Extracted data entries:
──────────────────────────────

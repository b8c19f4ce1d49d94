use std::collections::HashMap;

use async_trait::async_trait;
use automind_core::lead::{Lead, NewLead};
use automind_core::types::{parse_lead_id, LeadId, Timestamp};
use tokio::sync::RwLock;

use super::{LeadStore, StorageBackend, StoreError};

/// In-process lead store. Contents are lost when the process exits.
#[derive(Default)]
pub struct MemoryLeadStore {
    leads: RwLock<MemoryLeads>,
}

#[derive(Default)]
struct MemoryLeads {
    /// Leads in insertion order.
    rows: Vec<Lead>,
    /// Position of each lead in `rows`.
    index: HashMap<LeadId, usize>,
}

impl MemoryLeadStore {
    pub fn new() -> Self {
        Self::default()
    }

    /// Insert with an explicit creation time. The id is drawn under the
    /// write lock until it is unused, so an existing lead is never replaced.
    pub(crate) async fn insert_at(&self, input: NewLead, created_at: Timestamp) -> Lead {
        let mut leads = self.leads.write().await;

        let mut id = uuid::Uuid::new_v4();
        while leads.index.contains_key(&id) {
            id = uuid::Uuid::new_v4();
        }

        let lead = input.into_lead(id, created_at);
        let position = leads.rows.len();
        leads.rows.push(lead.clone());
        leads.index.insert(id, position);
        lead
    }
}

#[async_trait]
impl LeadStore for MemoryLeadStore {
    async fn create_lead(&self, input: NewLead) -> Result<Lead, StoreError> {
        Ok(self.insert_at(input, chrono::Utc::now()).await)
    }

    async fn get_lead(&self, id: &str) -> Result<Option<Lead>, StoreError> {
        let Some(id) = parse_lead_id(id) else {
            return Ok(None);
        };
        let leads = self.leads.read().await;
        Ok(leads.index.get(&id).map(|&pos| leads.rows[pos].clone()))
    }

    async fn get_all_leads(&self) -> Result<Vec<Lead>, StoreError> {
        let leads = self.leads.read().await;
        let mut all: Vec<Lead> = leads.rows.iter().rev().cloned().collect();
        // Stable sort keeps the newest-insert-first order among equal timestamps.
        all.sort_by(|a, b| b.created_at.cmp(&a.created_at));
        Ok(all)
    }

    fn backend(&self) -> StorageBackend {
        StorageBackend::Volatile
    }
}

──────────────────────────────

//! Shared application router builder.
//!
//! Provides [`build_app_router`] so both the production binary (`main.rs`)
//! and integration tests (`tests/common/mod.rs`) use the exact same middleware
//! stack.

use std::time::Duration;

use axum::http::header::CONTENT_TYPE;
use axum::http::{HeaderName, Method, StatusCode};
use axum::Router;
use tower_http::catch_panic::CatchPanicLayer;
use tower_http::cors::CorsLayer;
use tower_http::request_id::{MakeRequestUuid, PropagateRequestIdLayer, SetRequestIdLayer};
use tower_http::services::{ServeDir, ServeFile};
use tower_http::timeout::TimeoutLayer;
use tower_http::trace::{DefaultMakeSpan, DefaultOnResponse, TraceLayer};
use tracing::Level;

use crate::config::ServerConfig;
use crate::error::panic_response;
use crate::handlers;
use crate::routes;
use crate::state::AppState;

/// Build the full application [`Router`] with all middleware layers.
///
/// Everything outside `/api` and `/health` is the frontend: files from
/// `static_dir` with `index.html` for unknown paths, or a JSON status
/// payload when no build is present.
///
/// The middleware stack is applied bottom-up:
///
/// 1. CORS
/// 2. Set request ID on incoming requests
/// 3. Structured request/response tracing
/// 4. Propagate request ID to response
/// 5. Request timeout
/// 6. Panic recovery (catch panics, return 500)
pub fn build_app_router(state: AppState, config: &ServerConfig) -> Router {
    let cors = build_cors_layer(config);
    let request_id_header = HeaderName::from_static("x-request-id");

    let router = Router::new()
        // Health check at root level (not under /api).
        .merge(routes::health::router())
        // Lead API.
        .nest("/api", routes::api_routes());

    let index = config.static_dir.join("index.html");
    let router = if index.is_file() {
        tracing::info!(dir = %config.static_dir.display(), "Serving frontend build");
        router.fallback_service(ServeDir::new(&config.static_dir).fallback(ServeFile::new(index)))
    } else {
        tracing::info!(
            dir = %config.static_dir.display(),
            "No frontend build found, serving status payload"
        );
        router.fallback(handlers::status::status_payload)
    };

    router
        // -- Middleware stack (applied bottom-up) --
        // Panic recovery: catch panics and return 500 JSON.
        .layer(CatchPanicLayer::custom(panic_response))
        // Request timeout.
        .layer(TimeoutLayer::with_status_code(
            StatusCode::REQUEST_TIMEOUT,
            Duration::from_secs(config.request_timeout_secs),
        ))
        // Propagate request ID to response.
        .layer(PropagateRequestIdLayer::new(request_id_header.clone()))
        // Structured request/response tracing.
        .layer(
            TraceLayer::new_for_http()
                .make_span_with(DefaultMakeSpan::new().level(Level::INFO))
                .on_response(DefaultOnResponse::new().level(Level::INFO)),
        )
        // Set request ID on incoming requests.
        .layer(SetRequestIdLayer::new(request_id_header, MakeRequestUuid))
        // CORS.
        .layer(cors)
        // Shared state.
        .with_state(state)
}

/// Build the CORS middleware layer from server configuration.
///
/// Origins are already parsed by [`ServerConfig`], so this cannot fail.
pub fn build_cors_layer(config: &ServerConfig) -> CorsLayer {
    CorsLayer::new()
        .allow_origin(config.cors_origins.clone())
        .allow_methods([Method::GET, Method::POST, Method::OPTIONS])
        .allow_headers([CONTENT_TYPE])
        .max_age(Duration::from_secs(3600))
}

──────────────────────────────

WHAT TO WORK ON:
What is the number of lines in the entries above that hold the string "Result"? Please state that number alone.

FINISHED EXERCISE:
3